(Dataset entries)
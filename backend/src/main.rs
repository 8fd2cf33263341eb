//! Brewpos - Café Point-of-Sale Backend Server
//!
//! Authentication, catalog, suppliers, inventory, and checkout for café
//! terminals and the back office.

use std::{net::SocketAddr, sync::Arc, time::Duration};

use sqlx::postgres::PgPoolOptions;
use tracing_subscriber::{layer::SubscriberExt, util::SubscriberInitExt};

use brewpos_backend::services::StockLocks;
use brewpos_backend::store::{MemoryStore, PgStore, Store};
use brewpos_backend::{create_app, AppState, Config};

#[tokio::main]
async fn main() -> anyhow::Result<()> {
    // Initialize tracing
    tracing_subscriber::registry()
        .with(
            tracing_subscriber::EnvFilter::try_from_default_env().unwrap_or_else(|_| {
                "brewpos_server=debug,brewpos_backend=debug,tower_http=debug,sqlx=warn".into()
            }),
        )
        .with(tracing_subscriber::fmt::layer())
        .init();

    // Load configuration
    dotenvy::dotenv().ok();
    let config = Config::load()?;

    tracing::info!("Starting Brewpos POS Server");
    tracing::info!("Environment: {}", config.environment);

    let store: Store = if config.database.is_in_memory() {
        tracing::info!("Using in-memory document store");
        Arc::new(MemoryStore::new())
    } else {
        tracing::info!("Connecting to database...");
        let pool = PgPoolOptions::new()
            .max_connections(config.database.max_connections)
            .min_connections(config.database.min_connections)
            .acquire_timeout(Duration::from_secs(30))
            .connect(&config.database.url)
            .await?;
        tracing::info!("Database connection established");

        // Run migrations in development
        if config.environment == "development" {
            tracing::info!("Running database migrations...");
            sqlx::migrate!("./migrations").run(&pool).await?;
            tracing::info!("Migrations completed");
        }

        Arc::new(PgStore::new(pool))
    };

    // Create application state
    let state = AppState {
        store,
        stock_locks: StockLocks::new(),
        config: Arc::new(config.clone()),
    };

    // Build application
    let app = create_app(state);

    // Start server
    let addr = SocketAddr::from(([0, 0, 0, 0], config.server.port));
    tracing::info!("Listening on {}", addr);

    let listener = tokio::net::TcpListener::bind(addr).await?;
    axum::serve(listener, app).await?;

    Ok(())
}
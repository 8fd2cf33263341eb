//! Brewpos backend library
//!
//! Café point-of-sale and back-office: authentication, product/category
//! catalog, supplier management, the inventory ledger, and order checkout
//! with recipe-driven stock consumption. Handlers are thin glue over
//! injected service objects; persistence goes through the document-store
//! abstraction in [`store`].

use std::sync::Arc;

use axum::{routing::get, Router};
use tower_http::{
    cors::{Any, CorsLayer},
    trace::TraceLayer,
};

pub mod config;
pub mod error;
pub mod handlers;
pub mod middleware;
pub mod models;
pub mod routes;
pub mod services;
pub mod store;

pub use config::Config;

/// Application state shared across handlers
#[derive(Clone)]
pub struct AppState {
    pub store: store::Store,
    pub stock_locks: services::StockLocks,
    pub config: Arc<Config>,
}

/// Create the application router with all routes and middleware
pub fn create_app(state: AppState) -> Router {
    // CORS configuration
    let cors = CorsLayer::new()
        .allow_origin(Any)
        .allow_methods(Any)
        .allow_headers(Any);

    Router::new()
        .route("/", get(root))
        .route("/health", get(handlers::health_check))
        .nest("/api/v1", routes::api_routes())
        .layer(TraceLayer::new_for_http())
        .layer(cors)
        .with_state(state)
}

/// Root endpoint
async fn root() -> &'static str {
    "Brewpos POS API v1.0"
}
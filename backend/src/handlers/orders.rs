//! HTTP handlers for order and checkout endpoints

use axum::{
    extract::{Path, Query, State},
    Json,
};
use serde::Deserialize;
use uuid::Uuid;

use shared::types::{PaginatedResponse, Pagination};

use crate::error::AppResult;
use crate::middleware::CurrentUser;
use crate::models::Order;
use crate::services::catalog::CatalogService;
use crate::services::inventory::InventoryService;
use crate::services::order::{CreateOrderInput, OrderService, Receipt};
use crate::AppState;

/// Pagination query parameters
#[derive(Debug, Deserialize)]
pub struct PaginationQuery {
    pub page: Option<u32>,
    pub per_page: Option<u32>,
}

impl PaginationQuery {
    fn into_pagination(self) -> Pagination {
        let defaults = Pagination::default();
        Pagination {
            page: self.page.unwrap_or(defaults.page),
            per_page: self.per_page.unwrap_or(defaults.per_page),
        }
    }
}

fn order_service(state: &AppState) -> OrderService {
    let ledger = InventoryService::new(state.store.clone(), state.stock_locks.clone());
    let catalog = CatalogService::new(state.store.clone(), ledger.clone());
    OrderService::new(
        state.store.clone(),
        ledger,
        catalog,
        state.config.checkout.strict_stock,
    )
}

/// Check out the current cart as a completed order
pub async fn create_order(
    State(state): State<AppState>,
    current_user: CurrentUser,
    Json(input): Json<CreateOrderInput>,
) -> AppResult<Json<Order>> {
    let order = order_service(&state)
        .create_order(current_user.0.user_id, input)
        .await?;
    Ok(Json(order))
}

/// List orders, newest first
pub async fn list_orders(
    State(state): State<AppState>,
    _current_user: CurrentUser,
    Query(query): Query<PaginationQuery>,
) -> AppResult<Json<PaginatedResponse<Order>>> {
    let orders = order_service(&state).list(query.into_pagination()).await?;
    Ok(Json(orders))
}

/// Get an order
pub async fn get_order(
    State(state): State<AppState>,
    _current_user: CurrentUser,
    Path(order_id): Path<Uuid>,
) -> AppResult<Json<Order>> {
    let order = order_service(&state).get(order_id).await?;
    Ok(Json(order))
}

/// Printable receipt for an order
pub async fn get_receipt(
    State(state): State<AppState>,
    _current_user: CurrentUser,
    Path(order_id): Path<Uuid>,
) -> AppResult<Json<Receipt>> {
    let receipt = order_service(&state).receipt(order_id).await?;
    Ok(Json(receipt))
}
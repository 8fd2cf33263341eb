//! Route definitions for the Brewpos backend

use axum::{
    middleware,
    routing::{get, post, put},
    Router,
};

use crate::{handlers, middleware::auth_middleware, AppState};

/// Create API routes
pub fn api_routes() -> Router<AppState> {
    Router::new()
        // Health check (public)
        .route("/health", get(handlers::health_check))
        // Auth routes (public, except /me)
        .nest("/auth", auth_routes())
        // Protected routes - inventory ledger
        .nest("/inventory", inventory_routes())
        // Protected routes - product catalog
        .nest("/products", product_routes())
        // Protected routes - categories
        .nest("/categories", category_routes())
        // Protected routes - suppliers
        .nest("/suppliers", supplier_routes())
        // Protected routes - orders and checkout
        .nest("/orders", order_routes())
}

/// Authentication routes
fn auth_routes() -> Router<AppState> {
    Router::new()
        .route("/register", post(handlers::register))
        .route("/login", post(handlers::login))
        .route("/refresh", post(handlers::refresh))
        .route(
            "/me",
            get(handlers::me).route_layer(middleware::from_fn(auth_middleware)),
        )
}

/// Inventory ledger routes (protected)
fn inventory_routes() -> Router<AppState> {
    Router::new()
        .route(
            "/",
            get(handlers::list_inventory).post(handlers::create_inventory_item),
        )
        .route("/low-stock", get(handlers::list_low_stock))
        .route(
            "/:inventory_id",
            get(handlers::get_inventory_item)
                .put(handlers::update_inventory_item)
                .delete(handlers::delete_inventory_item),
        )
        .route("/:inventory_id/adjust", post(handlers::adjust_stock))
        .route("/:inventory_id/stock", put(handlers::set_stock))
        .route_layer(middleware::from_fn(auth_middleware))
}

/// Product catalog routes (protected)
fn product_routes() -> Router<AppState> {
    Router::new()
        .route(
            "/",
            get(handlers::list_products).post(handlers::create_product),
        )
        .route(
            "/availability",
            get(handlers::list_products_with_availability),
        )
        .route(
            "/:product_id",
            get(handlers::get_product)
                .put(handlers::update_product)
                .delete(handlers::delete_product),
        )
        .route(
            "/:product_id/availability",
            get(handlers::get_product_availability),
        )
        .route_layer(middleware::from_fn(auth_middleware))
}

/// Category routes (protected)
fn category_routes() -> Router<AppState> {
    Router::new()
        .route(
            "/",
            get(handlers::list_categories).post(handlers::create_category),
        )
        .route_layer(middleware::from_fn(auth_middleware))
}

/// Supplier routes (protected)
fn supplier_routes() -> Router<AppState> {
    Router::new()
        .route(
            "/",
            get(handlers::list_suppliers).post(handlers::create_supplier),
        )
        .route(
            "/:supplier_id",
            put(handlers::update_supplier).delete(handlers::delete_supplier),
        )
        .route_layer(middleware::from_fn(auth_middleware))
}

/// Order and checkout routes (protected)
fn order_routes() -> Router<AppState> {
    Router::new()
        .route("/", get(handlers::list_orders).post(handlers::create_order))
        .route("/:order_id", get(handlers::get_order))
        .route("/:order_id/receipt", get(handlers::get_receipt))
        .route_layer(middleware::from_fn(auth_middleware))
}
//! User model and roles

use serde::{Deserialize, Serialize};
use uuid::Uuid;

/// User roles
#[derive(Debug, Clone, Copy, PartialEq, Eq, Serialize, Deserialize, Default)]
#[serde(rename_all = "lowercase")]
pub enum UserRole {
    Admin,
    #[default]
    Staff,
}

impl UserRole {
    pub fn as_str(&self) -> &'static str {
        match self {
            UserRole::Admin => "admin",
            UserRole::Staff => "staff",
        }
    }
}

/// A back-office or terminal user
#[derive(Debug, Clone, Serialize, Deserialize)]
pub struct User {
    pub id: Uuid,
    pub email: String,
    pub username: String,
    pub role: UserRole,
}
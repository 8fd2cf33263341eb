//! Configuration management for the Brewpos backend
//!
//! Supports hierarchical configuration loading:
//! 1. Default values in code
//! 2. Configuration files (development.toml, production.toml)
//! 3. Environment variable overrides with BREWPOS_ prefix

use config::{ConfigError, Environment, File};
use serde::Deserialize;

/// Main application configuration
#[derive(Debug, Deserialize, Clone)]
pub struct Config {
    /// Current environment (development, production)
    pub environment: String,

    /// Server configuration
    pub server: ServerConfig,

    /// Document store configuration
    pub database: DatabaseConfig,

    /// JWT authentication configuration
    pub jwt: JwtConfig,

    /// Checkout behavior configuration
    pub checkout: CheckoutConfig,
}

#[derive(Debug, Deserialize, Clone)]
pub struct ServerConfig {
    /// Server port
    pub port: u16,

    /// Server host
    pub host: String,
}

#[derive(Debug, Deserialize, Clone)]
pub struct DatabaseConfig {
    /// PostgreSQL connection URL, or the literal "memory" for the
    /// in-process store
    pub url: String,

    /// Maximum number of connections in the pool
    pub max_connections: u32,

    /// Minimum number of connections in the pool
    pub min_connections: u32,
}

impl DatabaseConfig {
    pub fn is_in_memory(&self) -> bool {
        self.url == "memory"
    }
}

#[derive(Debug, Deserialize, Clone)]
pub struct JwtConfig {
    /// Secret key for signing JWT tokens
    pub secret: String,

    /// Access token expiration in seconds
    pub access_token_expiry: i64,

    /// Refresh token expiration in seconds
    pub refresh_token_expiry: i64,
}

#[derive(Debug, Deserialize, Clone)]
pub struct CheckoutConfig {
    /// When true, checkout rejects orders whose recipes require more stock
    /// than is available instead of clamping stock at zero
    pub strict_stock: bool,
}

impl Config {
    /// Load configuration from files and environment variables
    pub fn load() -> Result<Self, ConfigError> {
        let environment =
            std::env::var("BREWPOS_ENVIRONMENT").unwrap_or_else(|_| "development".into());

        let config = config::Config::builder()
            // Start with default values
            .set_default("environment", environment.clone())?
            .set_default("server.port", 3000)?
            .set_default("server.host", "0.0.0.0")?
            .set_default("database.url", "memory")?
            .set_default("database.max_connections", 10)?
            .set_default("database.min_connections", 2)?
            .set_default("jwt.secret", "development-secret-key")?
            .set_default("jwt.access_token_expiry", 3600)?
            .set_default("jwt.refresh_token_expiry", 604800)?
            .set_default("checkout.strict_stock", false)?
            // Load environment-specific config file
            .add_source(File::with_name(&format!("config/{}", environment)).required(false))
            // Override with environment variables (BREWPOS_ prefix)
            .add_source(
                Environment::with_prefix("BREWPOS")
                    .separator("__")
                    .try_parsing(true),
            )
            .build()?;

        config.try_deserialize()
    }
}
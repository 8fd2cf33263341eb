//! Supplier management service

use serde::Deserialize;
use uuid::Uuid;

use shared::models::{InventoryItem, Supplier};
use shared::validation;

use crate::error::{AppError, AppResult};
use crate::store::{self, collections, Store};

/// Supplier service
#[derive(Clone)]
pub struct SupplierService {
    store: Store,
}

/// Input for creating or replacing a supplier
#[derive(Debug, Deserialize)]
pub struct SupplierInput {
    pub name: String,
    pub contact_info: Option<String>,
}

impl SupplierService {
    /// Create a new SupplierService instance
    pub fn new(store: Store) -> Self {
        Self { store }
    }

    /// List all suppliers, sorted by name
    pub async fn list(&self) -> AppResult<Vec<Supplier>> {
        let mut suppliers: Vec<Supplier> =
            store::fetch_all(self.store.as_ref(), collections::SUPPLIERS).await?;
        suppliers.sort_by(|a, b| a.name.to_lowercase().cmp(&b.name.to_lowercase()));
        Ok(suppliers)
    }

    /// Get a supplier by id
    pub async fn get(&self, supplier_id: Uuid) -> AppResult<Supplier> {
        store::fetch_one(
            self.store.as_ref(),
            collections::SUPPLIERS,
            &supplier_id.to_string(),
        )
        .await?
        .ok_or_else(|| AppError::NotFound("Supplier".to_string()))
    }

    /// Create a new supplier
    pub async fn create(&self, input: SupplierInput) -> AppResult<Supplier> {
        validation::validate_name(&input.name).map_err(|msg| AppError::validation("name", msg))?;

        let supplier = Supplier {
            id: Uuid::new_v4(),
            name: input.name,
            contact_info: input.contact_info,
        };

        store::put(
            self.store.as_ref(),
            collections::SUPPLIERS,
            &supplier.id.to_string(),
            &supplier,
        )
        .await?;
        Ok(supplier)
    }

    /// Replace a supplier wholesale
    pub async fn update(&self, supplier_id: Uuid, input: SupplierInput) -> AppResult<Supplier> {
        validation::validate_name(&input.name).map_err(|msg| AppError::validation("name", msg))?;
        self.get(supplier_id).await?;

        let supplier = Supplier {
            id: supplier_id,
            name: input.name,
            contact_info: input.contact_info,
        };

        store::put(
            self.store.as_ref(),
            collections::SUPPLIERS,
            &supplier_id.to_string(),
            &supplier,
        )
        .await?;
        Ok(supplier)
    }

    /// Delete a supplier
    ///
    /// Deletion is blocked while any inventory item references the supplier.
    pub async fn delete(&self, supplier_id: Uuid) -> AppResult<()> {
        self.get(supplier_id).await?;

        let items: Vec<InventoryItem> =
            store::fetch_all(self.store.as_ref(), collections::INVENTORY).await?;
        let referencing = items
            .iter()
            .filter(|item| item.supplier_id == supplier_id)
            .count();

        if referencing > 0 {
            return Err(AppError::Conflict {
                resource: "supplier".to_string(),
                message: format!(
                    "Supplier is referenced by {} inventory item(s); reassign or remove them first",
                    referencing
                ),
            });
        }

        self.store
            .delete_one(collections::SUPPLIERS, &supplier_id.to_string())
            .await?;
        Ok(())
    }
}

Exercise instructions ▸
All the lines that hold the word "false" must appear in the answer, copied from the records.

Solution ▸
            .set_default("checkout.strict_stock", false)?
            .add_source(File::with_name(&format!("config/{}", environment)).required(false))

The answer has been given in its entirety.